Task brief: Show each line of the entries below in which the word "None" appears.

Exercise data:

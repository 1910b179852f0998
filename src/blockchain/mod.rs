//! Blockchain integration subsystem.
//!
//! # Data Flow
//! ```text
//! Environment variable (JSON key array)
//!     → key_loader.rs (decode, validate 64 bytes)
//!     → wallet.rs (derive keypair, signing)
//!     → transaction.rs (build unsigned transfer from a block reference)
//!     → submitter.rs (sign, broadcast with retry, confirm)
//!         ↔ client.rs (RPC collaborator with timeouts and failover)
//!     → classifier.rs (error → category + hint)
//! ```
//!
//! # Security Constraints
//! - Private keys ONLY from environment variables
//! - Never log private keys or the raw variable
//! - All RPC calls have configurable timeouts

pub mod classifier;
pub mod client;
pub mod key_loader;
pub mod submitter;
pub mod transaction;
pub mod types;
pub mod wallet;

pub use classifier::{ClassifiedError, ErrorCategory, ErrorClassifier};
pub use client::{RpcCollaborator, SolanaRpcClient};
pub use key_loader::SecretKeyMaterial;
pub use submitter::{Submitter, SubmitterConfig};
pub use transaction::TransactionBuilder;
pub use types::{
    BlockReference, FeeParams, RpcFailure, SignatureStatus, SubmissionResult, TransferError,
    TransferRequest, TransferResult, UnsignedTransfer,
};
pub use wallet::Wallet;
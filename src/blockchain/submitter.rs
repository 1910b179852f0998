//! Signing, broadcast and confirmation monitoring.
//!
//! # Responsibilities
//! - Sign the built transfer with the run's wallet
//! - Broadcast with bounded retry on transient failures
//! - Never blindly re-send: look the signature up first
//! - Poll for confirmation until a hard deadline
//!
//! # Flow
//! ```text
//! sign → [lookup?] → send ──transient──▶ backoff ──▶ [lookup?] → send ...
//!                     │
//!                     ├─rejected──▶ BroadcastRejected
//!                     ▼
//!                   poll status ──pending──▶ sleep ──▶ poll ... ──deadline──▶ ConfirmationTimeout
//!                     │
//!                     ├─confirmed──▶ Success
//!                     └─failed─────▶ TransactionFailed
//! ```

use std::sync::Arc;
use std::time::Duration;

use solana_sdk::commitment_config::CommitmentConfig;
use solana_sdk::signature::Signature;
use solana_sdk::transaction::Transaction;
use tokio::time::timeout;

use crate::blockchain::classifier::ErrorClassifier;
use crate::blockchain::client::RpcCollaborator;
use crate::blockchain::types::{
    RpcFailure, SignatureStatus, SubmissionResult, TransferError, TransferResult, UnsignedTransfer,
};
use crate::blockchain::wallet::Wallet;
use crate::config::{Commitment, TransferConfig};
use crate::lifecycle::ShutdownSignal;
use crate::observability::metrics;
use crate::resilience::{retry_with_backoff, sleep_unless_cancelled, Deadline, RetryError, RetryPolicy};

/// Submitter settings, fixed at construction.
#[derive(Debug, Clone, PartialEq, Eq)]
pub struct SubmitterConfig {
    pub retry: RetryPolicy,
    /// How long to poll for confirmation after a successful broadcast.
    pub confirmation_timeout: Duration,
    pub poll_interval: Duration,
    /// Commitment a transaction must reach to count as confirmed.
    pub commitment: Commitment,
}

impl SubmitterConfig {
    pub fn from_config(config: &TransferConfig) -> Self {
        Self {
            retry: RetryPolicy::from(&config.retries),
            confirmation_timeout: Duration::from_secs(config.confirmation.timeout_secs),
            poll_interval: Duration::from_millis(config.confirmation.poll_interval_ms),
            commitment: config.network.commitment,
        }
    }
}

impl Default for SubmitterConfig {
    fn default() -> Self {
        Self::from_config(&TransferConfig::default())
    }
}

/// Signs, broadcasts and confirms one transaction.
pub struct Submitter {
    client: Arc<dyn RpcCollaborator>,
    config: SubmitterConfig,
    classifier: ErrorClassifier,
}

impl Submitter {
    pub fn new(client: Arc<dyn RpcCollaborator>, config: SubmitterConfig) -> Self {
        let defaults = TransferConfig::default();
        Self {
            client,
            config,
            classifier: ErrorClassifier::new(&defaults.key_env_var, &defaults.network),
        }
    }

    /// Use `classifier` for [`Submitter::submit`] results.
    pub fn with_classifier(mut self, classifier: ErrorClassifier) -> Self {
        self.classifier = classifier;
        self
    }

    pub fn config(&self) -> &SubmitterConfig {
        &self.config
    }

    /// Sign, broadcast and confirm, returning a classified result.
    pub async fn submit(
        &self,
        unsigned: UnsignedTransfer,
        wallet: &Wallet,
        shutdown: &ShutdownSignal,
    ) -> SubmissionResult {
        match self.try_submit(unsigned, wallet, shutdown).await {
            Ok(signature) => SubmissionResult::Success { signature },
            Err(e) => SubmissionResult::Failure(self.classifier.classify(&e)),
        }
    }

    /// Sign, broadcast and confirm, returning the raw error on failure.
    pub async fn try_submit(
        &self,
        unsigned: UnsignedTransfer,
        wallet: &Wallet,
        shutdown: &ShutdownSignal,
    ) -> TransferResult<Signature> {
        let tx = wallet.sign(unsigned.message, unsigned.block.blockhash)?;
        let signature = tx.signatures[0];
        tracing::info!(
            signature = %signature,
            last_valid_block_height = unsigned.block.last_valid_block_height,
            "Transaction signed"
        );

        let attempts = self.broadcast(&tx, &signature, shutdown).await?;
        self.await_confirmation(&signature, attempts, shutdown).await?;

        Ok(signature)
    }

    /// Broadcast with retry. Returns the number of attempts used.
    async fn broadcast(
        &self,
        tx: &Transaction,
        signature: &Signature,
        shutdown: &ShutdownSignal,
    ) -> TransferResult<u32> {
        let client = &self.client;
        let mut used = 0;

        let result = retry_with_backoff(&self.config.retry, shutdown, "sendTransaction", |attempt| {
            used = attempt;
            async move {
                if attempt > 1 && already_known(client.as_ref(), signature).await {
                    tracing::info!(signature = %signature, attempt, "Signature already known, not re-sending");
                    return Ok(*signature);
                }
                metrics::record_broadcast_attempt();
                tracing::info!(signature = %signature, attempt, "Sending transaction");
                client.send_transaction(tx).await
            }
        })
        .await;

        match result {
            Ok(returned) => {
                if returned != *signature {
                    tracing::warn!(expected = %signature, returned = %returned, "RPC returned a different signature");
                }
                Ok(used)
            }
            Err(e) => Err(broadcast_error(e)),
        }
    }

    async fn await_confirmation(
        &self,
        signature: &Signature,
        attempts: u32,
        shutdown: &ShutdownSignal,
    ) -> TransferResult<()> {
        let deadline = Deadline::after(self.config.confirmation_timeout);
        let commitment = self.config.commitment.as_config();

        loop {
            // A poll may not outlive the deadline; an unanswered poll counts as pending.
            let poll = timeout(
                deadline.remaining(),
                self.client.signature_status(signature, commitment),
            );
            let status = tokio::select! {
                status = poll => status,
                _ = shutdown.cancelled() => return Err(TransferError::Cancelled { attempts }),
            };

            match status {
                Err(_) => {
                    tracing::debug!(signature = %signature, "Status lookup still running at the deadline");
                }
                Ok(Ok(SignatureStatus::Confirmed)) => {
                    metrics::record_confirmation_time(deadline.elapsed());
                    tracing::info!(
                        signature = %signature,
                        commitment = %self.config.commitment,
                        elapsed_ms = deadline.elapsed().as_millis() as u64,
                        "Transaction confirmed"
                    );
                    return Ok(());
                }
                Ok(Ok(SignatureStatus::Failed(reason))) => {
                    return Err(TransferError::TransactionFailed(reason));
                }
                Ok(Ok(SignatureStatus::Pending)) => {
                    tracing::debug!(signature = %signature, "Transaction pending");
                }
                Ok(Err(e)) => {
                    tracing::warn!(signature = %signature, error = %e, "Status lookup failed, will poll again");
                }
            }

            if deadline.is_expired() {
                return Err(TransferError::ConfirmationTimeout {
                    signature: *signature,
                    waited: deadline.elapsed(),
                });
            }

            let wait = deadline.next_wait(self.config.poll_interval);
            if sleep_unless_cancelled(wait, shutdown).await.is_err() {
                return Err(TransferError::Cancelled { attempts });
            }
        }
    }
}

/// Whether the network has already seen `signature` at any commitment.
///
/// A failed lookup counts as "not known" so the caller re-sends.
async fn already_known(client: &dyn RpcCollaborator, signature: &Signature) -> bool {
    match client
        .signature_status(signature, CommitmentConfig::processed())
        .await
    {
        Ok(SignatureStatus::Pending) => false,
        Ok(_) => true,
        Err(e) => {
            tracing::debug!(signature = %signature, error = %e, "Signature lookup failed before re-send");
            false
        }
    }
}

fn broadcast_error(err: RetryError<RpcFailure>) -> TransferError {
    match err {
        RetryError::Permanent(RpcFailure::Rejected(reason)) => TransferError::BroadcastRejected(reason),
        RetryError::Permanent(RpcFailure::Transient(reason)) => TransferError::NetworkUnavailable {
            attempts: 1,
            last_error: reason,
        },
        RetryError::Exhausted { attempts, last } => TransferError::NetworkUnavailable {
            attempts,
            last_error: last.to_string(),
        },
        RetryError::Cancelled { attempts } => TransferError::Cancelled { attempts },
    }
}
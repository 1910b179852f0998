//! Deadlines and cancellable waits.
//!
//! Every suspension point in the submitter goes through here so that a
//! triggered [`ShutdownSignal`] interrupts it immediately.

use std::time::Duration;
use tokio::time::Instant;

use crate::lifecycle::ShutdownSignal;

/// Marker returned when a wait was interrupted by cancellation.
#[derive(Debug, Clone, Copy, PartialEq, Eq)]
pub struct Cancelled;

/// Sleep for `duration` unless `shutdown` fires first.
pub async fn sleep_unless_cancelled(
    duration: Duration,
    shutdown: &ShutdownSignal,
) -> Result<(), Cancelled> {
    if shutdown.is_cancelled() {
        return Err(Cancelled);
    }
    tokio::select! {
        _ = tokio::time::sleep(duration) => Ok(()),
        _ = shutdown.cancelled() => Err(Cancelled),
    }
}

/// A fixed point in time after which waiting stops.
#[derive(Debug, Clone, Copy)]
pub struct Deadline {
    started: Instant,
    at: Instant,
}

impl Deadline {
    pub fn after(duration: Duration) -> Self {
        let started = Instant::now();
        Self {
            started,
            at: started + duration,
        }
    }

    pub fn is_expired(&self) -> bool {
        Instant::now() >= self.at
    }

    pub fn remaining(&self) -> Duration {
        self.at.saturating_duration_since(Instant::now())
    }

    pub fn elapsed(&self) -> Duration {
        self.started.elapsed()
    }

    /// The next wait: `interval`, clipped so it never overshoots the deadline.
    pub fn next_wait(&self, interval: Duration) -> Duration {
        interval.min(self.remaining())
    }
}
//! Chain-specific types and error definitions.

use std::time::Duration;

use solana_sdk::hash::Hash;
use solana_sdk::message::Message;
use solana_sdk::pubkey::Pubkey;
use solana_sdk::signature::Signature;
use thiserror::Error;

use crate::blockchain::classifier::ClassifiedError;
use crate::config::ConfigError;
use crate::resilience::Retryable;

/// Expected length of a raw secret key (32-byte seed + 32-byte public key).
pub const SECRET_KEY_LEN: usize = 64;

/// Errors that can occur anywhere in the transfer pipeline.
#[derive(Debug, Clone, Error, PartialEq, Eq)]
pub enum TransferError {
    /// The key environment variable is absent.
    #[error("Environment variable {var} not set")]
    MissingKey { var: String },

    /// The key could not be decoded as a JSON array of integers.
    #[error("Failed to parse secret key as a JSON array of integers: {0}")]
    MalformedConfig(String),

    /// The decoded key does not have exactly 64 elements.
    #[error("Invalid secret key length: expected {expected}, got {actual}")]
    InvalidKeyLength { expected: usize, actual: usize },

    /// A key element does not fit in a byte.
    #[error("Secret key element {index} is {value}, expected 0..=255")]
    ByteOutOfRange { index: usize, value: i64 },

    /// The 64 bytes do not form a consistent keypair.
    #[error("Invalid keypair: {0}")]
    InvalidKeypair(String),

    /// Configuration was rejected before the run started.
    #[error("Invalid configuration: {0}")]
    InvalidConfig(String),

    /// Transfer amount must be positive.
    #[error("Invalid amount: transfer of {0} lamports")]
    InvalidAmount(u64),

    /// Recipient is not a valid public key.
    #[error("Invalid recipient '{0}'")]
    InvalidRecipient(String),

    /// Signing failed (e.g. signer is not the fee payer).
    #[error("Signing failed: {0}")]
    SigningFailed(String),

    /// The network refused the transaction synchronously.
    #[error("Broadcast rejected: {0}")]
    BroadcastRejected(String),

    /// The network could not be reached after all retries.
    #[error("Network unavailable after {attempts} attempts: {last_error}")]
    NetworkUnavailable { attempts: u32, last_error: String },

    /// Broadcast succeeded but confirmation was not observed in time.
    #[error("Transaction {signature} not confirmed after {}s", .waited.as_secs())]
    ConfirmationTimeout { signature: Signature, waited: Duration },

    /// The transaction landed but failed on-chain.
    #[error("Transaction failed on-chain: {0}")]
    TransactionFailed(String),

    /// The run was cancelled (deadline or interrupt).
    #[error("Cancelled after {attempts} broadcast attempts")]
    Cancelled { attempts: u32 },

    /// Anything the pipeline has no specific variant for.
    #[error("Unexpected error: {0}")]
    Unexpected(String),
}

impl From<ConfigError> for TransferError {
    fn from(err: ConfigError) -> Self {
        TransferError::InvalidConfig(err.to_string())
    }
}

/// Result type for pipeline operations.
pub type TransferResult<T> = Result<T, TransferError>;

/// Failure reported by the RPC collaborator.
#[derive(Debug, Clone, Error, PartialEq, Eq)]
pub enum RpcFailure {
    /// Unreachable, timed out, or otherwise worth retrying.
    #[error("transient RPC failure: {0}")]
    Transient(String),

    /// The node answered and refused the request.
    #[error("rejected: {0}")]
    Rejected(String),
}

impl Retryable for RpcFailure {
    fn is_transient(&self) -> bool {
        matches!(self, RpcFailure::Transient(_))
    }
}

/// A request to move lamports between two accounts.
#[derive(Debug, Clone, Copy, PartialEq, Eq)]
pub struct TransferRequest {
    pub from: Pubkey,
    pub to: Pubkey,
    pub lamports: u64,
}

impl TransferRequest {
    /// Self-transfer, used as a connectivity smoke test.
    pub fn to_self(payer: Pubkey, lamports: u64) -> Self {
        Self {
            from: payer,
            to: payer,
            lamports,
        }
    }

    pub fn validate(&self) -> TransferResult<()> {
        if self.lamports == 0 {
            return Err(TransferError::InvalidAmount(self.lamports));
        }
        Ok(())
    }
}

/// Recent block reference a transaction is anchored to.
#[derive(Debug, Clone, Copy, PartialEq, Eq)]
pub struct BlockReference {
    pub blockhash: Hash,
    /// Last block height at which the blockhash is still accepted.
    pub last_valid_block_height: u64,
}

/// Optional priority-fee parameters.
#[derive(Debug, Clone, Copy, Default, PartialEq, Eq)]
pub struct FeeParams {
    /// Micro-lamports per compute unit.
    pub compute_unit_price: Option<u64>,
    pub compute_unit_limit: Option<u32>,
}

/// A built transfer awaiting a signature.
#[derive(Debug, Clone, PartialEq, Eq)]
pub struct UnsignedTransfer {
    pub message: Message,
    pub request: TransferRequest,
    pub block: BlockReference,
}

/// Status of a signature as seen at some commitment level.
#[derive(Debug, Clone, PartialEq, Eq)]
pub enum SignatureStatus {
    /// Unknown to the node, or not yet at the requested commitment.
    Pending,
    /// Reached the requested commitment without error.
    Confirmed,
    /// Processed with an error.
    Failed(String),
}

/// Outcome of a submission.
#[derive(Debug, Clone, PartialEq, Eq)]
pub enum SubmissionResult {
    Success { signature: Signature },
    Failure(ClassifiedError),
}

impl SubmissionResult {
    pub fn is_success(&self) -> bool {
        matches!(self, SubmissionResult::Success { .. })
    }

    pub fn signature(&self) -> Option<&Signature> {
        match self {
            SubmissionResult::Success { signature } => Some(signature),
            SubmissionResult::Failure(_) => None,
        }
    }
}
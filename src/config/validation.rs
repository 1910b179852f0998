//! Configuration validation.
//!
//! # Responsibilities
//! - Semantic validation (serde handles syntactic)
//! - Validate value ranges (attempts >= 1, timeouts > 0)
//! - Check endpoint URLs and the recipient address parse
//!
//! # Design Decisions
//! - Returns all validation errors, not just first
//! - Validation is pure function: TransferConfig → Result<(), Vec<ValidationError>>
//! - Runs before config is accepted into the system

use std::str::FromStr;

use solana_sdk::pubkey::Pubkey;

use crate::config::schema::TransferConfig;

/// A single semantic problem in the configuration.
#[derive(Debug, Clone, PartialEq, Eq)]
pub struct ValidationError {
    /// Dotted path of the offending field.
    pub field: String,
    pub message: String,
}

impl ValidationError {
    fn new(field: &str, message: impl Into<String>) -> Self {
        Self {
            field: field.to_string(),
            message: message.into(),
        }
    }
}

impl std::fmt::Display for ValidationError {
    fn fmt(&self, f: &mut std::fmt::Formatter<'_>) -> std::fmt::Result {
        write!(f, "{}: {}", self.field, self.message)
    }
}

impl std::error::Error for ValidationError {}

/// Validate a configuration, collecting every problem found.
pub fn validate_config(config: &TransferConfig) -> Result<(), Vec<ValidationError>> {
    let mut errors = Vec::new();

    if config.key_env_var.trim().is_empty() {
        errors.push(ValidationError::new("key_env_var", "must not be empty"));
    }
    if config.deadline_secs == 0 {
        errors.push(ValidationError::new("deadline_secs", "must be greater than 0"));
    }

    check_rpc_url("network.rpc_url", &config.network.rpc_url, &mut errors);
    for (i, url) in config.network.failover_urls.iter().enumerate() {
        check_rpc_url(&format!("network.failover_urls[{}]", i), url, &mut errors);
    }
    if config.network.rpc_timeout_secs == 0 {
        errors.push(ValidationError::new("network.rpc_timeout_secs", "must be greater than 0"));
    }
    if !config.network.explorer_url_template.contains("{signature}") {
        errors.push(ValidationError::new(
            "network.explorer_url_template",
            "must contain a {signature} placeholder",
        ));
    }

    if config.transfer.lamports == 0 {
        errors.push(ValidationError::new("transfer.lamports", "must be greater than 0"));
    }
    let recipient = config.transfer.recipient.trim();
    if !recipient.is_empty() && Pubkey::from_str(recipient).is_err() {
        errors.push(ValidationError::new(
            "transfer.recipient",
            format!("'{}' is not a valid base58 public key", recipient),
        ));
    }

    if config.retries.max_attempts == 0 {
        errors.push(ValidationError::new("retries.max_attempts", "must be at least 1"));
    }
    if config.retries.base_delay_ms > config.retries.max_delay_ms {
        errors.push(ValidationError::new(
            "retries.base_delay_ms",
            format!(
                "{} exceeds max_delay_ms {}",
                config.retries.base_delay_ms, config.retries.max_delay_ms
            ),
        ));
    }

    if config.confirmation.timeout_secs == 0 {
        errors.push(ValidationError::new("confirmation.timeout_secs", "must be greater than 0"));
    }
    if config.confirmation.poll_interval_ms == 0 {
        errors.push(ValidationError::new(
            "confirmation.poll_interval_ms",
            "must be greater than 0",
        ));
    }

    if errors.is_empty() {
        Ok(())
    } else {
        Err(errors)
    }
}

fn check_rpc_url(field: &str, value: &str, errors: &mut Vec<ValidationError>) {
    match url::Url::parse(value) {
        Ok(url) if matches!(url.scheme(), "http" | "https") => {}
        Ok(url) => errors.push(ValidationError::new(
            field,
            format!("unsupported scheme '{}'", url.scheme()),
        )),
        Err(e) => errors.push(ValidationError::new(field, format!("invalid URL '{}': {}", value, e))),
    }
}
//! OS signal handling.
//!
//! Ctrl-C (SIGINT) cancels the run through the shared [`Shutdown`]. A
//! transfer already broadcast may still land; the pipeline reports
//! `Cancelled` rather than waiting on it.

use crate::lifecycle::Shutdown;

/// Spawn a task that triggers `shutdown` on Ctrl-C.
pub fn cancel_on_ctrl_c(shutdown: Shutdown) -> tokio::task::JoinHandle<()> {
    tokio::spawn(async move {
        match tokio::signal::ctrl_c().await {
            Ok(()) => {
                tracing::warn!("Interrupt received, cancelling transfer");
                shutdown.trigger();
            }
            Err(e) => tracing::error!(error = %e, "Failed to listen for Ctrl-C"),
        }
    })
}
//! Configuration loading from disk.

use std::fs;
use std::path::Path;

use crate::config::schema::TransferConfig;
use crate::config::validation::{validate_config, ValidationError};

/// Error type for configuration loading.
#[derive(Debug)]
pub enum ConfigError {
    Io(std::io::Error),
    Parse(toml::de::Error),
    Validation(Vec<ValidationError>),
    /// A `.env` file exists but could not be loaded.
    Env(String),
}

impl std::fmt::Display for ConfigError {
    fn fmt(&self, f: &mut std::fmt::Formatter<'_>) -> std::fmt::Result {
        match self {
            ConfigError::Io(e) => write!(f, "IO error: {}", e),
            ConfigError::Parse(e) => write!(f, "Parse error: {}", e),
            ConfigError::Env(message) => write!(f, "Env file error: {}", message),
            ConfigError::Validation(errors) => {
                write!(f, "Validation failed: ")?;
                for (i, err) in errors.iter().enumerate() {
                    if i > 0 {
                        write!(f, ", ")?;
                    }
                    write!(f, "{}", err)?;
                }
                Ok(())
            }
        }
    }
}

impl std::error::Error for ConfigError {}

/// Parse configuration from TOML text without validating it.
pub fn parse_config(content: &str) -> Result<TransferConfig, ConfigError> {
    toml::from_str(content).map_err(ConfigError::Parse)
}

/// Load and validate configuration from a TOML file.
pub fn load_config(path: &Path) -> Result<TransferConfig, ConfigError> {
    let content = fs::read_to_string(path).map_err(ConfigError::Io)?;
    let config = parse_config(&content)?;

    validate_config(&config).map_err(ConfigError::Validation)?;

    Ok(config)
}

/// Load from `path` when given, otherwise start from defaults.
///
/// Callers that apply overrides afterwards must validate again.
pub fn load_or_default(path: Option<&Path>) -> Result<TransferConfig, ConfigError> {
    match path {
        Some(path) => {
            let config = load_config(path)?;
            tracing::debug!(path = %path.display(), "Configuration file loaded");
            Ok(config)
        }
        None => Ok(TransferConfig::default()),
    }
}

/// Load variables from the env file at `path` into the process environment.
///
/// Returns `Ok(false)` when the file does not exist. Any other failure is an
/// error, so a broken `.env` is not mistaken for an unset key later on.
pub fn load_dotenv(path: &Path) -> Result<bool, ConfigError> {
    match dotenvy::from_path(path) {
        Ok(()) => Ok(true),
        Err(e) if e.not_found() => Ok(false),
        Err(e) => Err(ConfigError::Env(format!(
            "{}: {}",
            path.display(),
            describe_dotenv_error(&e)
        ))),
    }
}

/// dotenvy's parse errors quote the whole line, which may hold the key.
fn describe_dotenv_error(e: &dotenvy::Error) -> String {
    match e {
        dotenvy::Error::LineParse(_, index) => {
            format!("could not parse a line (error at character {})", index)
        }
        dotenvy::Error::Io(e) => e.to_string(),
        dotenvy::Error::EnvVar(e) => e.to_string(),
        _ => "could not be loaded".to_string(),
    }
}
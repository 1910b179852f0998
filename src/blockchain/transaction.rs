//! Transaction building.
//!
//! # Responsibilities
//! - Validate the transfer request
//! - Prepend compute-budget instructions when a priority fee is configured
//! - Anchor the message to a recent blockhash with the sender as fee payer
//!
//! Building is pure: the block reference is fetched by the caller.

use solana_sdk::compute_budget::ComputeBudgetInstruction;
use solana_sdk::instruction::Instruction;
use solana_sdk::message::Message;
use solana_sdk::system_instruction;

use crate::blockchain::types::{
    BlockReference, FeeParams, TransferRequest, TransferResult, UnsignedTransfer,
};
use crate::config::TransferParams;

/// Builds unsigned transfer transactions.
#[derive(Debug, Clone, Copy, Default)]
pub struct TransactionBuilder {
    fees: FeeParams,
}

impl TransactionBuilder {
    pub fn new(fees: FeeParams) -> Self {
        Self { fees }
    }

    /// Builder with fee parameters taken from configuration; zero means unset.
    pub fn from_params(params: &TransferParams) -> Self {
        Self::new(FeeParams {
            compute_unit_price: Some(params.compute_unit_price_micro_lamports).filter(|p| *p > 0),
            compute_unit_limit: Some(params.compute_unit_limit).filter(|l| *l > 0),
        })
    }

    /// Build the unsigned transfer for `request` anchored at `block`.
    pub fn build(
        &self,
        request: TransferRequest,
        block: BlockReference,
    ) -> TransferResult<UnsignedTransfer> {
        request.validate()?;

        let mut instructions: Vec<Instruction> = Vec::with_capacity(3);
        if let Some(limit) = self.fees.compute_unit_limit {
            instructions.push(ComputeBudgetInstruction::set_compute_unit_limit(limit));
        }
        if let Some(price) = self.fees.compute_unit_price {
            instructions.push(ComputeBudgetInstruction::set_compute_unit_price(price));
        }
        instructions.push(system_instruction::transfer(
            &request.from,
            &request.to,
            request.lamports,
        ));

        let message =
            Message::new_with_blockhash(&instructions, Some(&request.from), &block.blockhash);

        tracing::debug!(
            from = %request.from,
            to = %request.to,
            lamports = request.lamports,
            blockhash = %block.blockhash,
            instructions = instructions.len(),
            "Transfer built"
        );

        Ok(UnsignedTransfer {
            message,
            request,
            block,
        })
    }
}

Reply to the exercise:
            SubmissionResult::Failure(_) => None,
        None => Ok(TransferConfig::default()),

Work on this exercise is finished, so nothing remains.